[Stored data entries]
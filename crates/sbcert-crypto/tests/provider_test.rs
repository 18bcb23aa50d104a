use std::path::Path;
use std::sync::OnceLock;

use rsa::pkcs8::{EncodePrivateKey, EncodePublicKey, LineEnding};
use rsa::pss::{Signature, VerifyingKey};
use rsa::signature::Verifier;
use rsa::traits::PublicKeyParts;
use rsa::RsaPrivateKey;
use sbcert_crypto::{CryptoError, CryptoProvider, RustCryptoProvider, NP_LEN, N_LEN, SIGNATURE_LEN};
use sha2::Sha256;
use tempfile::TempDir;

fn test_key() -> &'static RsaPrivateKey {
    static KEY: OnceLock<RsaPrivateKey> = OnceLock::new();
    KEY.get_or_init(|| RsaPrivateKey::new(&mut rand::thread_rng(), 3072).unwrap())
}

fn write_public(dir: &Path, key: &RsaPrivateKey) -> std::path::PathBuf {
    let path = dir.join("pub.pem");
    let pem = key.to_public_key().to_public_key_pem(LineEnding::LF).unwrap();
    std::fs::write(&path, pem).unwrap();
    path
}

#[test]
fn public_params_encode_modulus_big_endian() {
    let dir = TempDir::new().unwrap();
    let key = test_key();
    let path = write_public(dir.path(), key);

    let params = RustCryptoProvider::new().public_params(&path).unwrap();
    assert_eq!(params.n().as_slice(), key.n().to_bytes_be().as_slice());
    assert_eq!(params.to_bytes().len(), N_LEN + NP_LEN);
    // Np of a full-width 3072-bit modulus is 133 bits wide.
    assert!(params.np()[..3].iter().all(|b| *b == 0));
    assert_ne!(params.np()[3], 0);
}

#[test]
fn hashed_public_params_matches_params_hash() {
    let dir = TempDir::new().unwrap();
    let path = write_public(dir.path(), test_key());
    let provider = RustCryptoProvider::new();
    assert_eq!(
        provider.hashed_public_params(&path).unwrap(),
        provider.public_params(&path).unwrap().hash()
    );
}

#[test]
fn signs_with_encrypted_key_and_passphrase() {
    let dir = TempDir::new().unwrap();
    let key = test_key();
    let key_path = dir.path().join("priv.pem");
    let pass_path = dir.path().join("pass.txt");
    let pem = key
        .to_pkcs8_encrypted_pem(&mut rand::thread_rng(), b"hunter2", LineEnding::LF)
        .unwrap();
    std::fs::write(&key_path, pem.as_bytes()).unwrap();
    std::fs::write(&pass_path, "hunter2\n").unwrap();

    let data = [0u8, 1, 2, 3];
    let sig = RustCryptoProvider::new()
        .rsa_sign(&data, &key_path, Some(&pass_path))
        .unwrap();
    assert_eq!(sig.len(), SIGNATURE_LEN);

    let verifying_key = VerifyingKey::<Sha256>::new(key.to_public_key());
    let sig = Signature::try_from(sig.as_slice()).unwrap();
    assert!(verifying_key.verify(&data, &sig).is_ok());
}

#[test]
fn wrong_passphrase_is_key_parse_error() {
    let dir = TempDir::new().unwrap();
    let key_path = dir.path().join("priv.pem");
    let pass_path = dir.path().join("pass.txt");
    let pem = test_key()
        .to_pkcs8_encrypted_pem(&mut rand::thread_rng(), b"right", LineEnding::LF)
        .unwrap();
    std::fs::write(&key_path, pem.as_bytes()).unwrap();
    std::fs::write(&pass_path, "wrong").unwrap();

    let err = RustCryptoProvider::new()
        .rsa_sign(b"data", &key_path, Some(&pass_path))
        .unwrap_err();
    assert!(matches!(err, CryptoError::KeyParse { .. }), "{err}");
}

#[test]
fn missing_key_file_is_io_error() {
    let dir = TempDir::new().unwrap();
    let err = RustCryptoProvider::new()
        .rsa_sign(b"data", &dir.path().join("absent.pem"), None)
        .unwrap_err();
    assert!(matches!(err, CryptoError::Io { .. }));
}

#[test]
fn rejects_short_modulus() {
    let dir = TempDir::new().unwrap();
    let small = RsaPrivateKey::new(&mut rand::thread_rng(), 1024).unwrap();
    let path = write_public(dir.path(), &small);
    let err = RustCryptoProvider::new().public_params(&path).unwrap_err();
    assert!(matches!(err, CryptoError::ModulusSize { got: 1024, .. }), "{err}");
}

• **The task**
Every line of the data above should be reproduced word for word.

• **Your response**
filename crates/sbcert-crypto/tests/provider_test.rs
repository 18bcb23aa50d104a
use std::path::Path;
use std::sync::OnceLock;

use rsa::pkcs8::{EncodePrivateKey, EncodePublicKey, LineEnding};
use rsa::pss::{Signature, VerifyingKey};
use rsa::signature::Verifier;
use rsa::traits::PublicKeyParts;
use rsa::RsaPrivateKey;
use sbcert_crypto::{CryptoError, CryptoProvider, RustCryptoProvider, NP_LEN, N_LEN, SIGNATURE_LEN};
use sha2::Sha256;
use tempfile::TempDir;

fn test_key() -> &'static RsaPrivateKey {
    static KEY: OnceLock<RsaPrivateKey> = OnceLock::new();
    KEY.get_or_init(|| RsaPrivateKey::new(&mut rand::thread_rng(), 3072).unwrap())
}

fn write_public(dir: &Path, key: &RsaPrivateKey) -> std::path::PathBuf {
    let path = dir.join("pub.pem");
    let pem = key.to_public_key().to_public_key_pem(LineEnding::LF).unwrap();
    std::fs::write(&path, pem).unwrap();
    path
}

#[test]
fn public_params_encode_modulus_big_endian() {
    let dir = TempDir::new().unwrap();
    let key = test_key();
    let path = write_public(dir.path(), key);

    let params = RustCryptoProvider::new().public_params(&path).unwrap();
    assert_eq!(params.n().as_slice(), key.n().to_bytes_be().as_slice());
    assert_eq!(params.to_bytes().len(), N_LEN + NP_LEN);
    // Np of a full-width 3072-bit modulus is 133 bits wide.
    assert!(params.np()[..3].iter().all(|b| *b == 0));
    assert_ne!(params.np()[3], 0);
}

#[test]
fn hashed_public_params_matches_params_hash() {
    let dir = TempDir::new().unwrap();
    let path = write_public(dir.path(), test_key());
    let provider = RustCryptoProvider::new();
    assert_eq!(
        provider.hashed_public_params(&path).unwrap(),
        provider.public_params(&path).unwrap().hash()
    );
}

#[test]
fn signs_with_encrypted_key_and_passphrase() {
    let dir = TempDir::new().unwrap();
    let key = test_key();
    let key_path = dir.path().join("priv.pem");
    let pass_path = dir.path().join("pass.txt");
    let pem = key
        .to_pkcs8_encrypted_pem(&mut rand::thread_rng(), b"hunter2", LineEnding::LF)
        .unwrap();
    std::fs::write(&key_path, pem.as_bytes()).unwrap();
    std::fs::write(&pass_path, "hunter2\n").unwrap();

    let data = [0u8, 1, 2, 3];
    let sig = RustCryptoProvider::new()
        .rsa_sign(&data, &key_path, Some(&pass_path))
        .unwrap();
    assert_eq!(sig.len(), SIGNATURE_LEN);

    let verifying_key = VerifyingKey::<Sha256>::new(key.to_public_key());
    let sig = Signature::try_from(sig.as_slice()).unwrap();
    assert!(verifying_key.verify(&data, &sig).is_ok());
}

#[test]
fn wrong_passphrase_is_key_parse_error() {
    let dir = TempDir::new().unwrap();
    let key_path = dir.path().join("priv.pem");
    let pass_path = dir.path().join("pass.txt");
    let pem = test_key()
        .to_pkcs8_encrypted_pem(&mut rand::thread_rng(), b"right", LineEnding::LF)
        .unwrap();
    std::fs::write(&key_path, pem.as_bytes()).unwrap();
    std::fs::write(&pass_path, "wrong").unwrap();

    let err = RustCryptoProvider::new()
        .rsa_sign(b"data", &key_path, Some(&pass_path))
        .unwrap_err();
    assert!(matches!(err, CryptoError::KeyParse { .. }), "{err}");
}

#[test]
fn missing_key_file_is_io_error() {
    let dir = TempDir::new().unwrap();
    let err = RustCryptoProvider::new()
        .rsa_sign(b"data", &dir.path().join("absent.pem"), None)
        .unwrap_err();
    assert!(matches!(err, CryptoError::Io { .. }));
}

#[test]
fn rejects_short_modulus() {
    let dir = TempDir::new().unwrap();
    let small = RsaPrivateKey::new(&mut rand::thread_rng(), 1024).unwrap();
    let path = write_public(dir.path(), &small);
    let err = RustCryptoProvider::new().public_params(&path).unwrap_err();
    assert!(matches!(err, CryptoError::ModulusSize { got: 1024, .. }), "{err}");
}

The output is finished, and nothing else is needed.